Study Reveals How Life May Have Formed On Earth
German alchemist Hennig Brand wasn't searching for phosphorus when he boiled 60 or so buckets of pee. Per Live Science, Brand sought a substance that would turn metals into gold of the non-shower variety. He couldn't have realized it back in those golden days of uric, but when Brand stumbled onto phosphorus in 1669, he had discovered something even more precious than the philosopher's stone hiding in those dozens of buckets of bladder juice.
On its own, phosphorus packs a pungent punch that could knock you down for the count of forever. It stinks of garlic or matches and can cause lethal burns when inhaled or if it comes into contact with skin. But under the right conditions it might create the elixir of life.
A lake full of P
One of the great unsolved scientific mysteries – even greater than the question of whether the chicken or the egg came first — is the question of how life hatched in the first place. Scientists have long identified phosphorus as one of the primary ingredients in life's primordial omelet. Phys.org explains that the element is fundamental to forming DNA and RNA, an essential part of energy processing in cells, and is a key component of the lipid membranes that keep cells separate from their surroundings. However, for 50 years experts struggled to account for how a lifeless Earth could have furnished enough of this relatively scarce element to accommodate life.
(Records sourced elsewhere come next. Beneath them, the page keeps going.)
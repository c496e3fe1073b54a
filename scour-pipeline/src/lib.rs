pub mod backup;
pub mod executor;
pub mod filter;
pub mod media;
pub mod pipeline;
pub mod source;


pub use backup::BackupLog;
pub use executor::{Throttle, TokioThrottle};
pub use media::MediaArchiver;
pub use pipeline::Cleaner;
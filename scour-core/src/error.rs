use thiserror::Error;

#[derive(Error, Debug)]
pub enum CoreError {
    #[error("Reddit API error: {0}")]
    RedditApi(#[from] RedditApiError),

    #[error("Configuration error: {0}")]
    Config(#[from] ConfigError),

    #[error("IO error: {0}")]
    Io(#[from] std::io::Error),

    #[error("Serialization error: {0}")]
    Serialization(#[from] serde_json::Error),

    #[error("Network error: {0}")]
    Network(#[from] reqwest::Error),

    #[error("Invalid parameter: {message}")]
    InvalidParameter { message: String },

    #[error("Content stream unavailable: {reason}")]
    SourceUnavailable { reason: String },

    #[error("Backup write failed for {id}: {reason}")]
    BackupWriteFailed { id: String, reason: String },

    #[error("Media fetch failed for {url}: {reason}")]
    MediaFetchFailed { url: String, reason: String },

    #[error("Mutation failed for {id}: {reason}")]
    MutationFailed { id: String, reason: String },
}

#[derive(Error, Debug, Clone)]
pub enum RedditApiError {
    #[error("Authentication failed: {reason}")]
    AuthenticationFailed { reason: String },

    #[error("Rate limit exceeded. Retry after {retry_after} seconds")]
    RateLimitExceeded { retry_after: u64 },

    #[error("Forbidden access to resource: {resource}")]
    Forbidden { resource: String },

    #[error("Resource not found: {resource}")]
    NotFound { resource: String },

    #[error("Invalid OAuth token")]
    InvalidToken,

    #[error("Request timeout")]
    RequestTimeout,

    #[error("Invalid API response: {details}")]
    InvalidResponse { details: String },

    #[error("Server error: {status_code}")]
    ServerError { status_code: u16 },
}

#[derive(Error, Debug)]
pub enum ConfigError {
    #[error("Configuration file not found: {path}")]
    FileNotFound { path: String },

    #[error("Invalid value for {field}: {value}")]
    InvalidValue { field: String, value: String },

    #[error("Credentials file malformed: {details}")]
    MalformedCredentials { details: String },
}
In 2019, scientists told the so-called "phosphate problem" to go jump in a lake, where they may have finally found a fruitful solution. A study published in the Proceedings of the National Academy of Sciences found that carbonate-rich lakes may have contained high enough concentrations of phosphorus to fostering life. They drew this conclusion from looking at current carbonate-rich lakes located in California, Kenya (above), and India. Such lakes form in dry regions, become salty and alkaline due to high evaporation rates, and contain up to 50,000 times as much phosphorus as other sorts of lakes, seawater, or rivers. They also host a rich array of organisms, leading to the reasoning that the carbonate-rich lakes of roughly four billion years ago would have been "ideal" for creating life. The best part: the scientists didn't have to boil buckets of pee to make their discovery.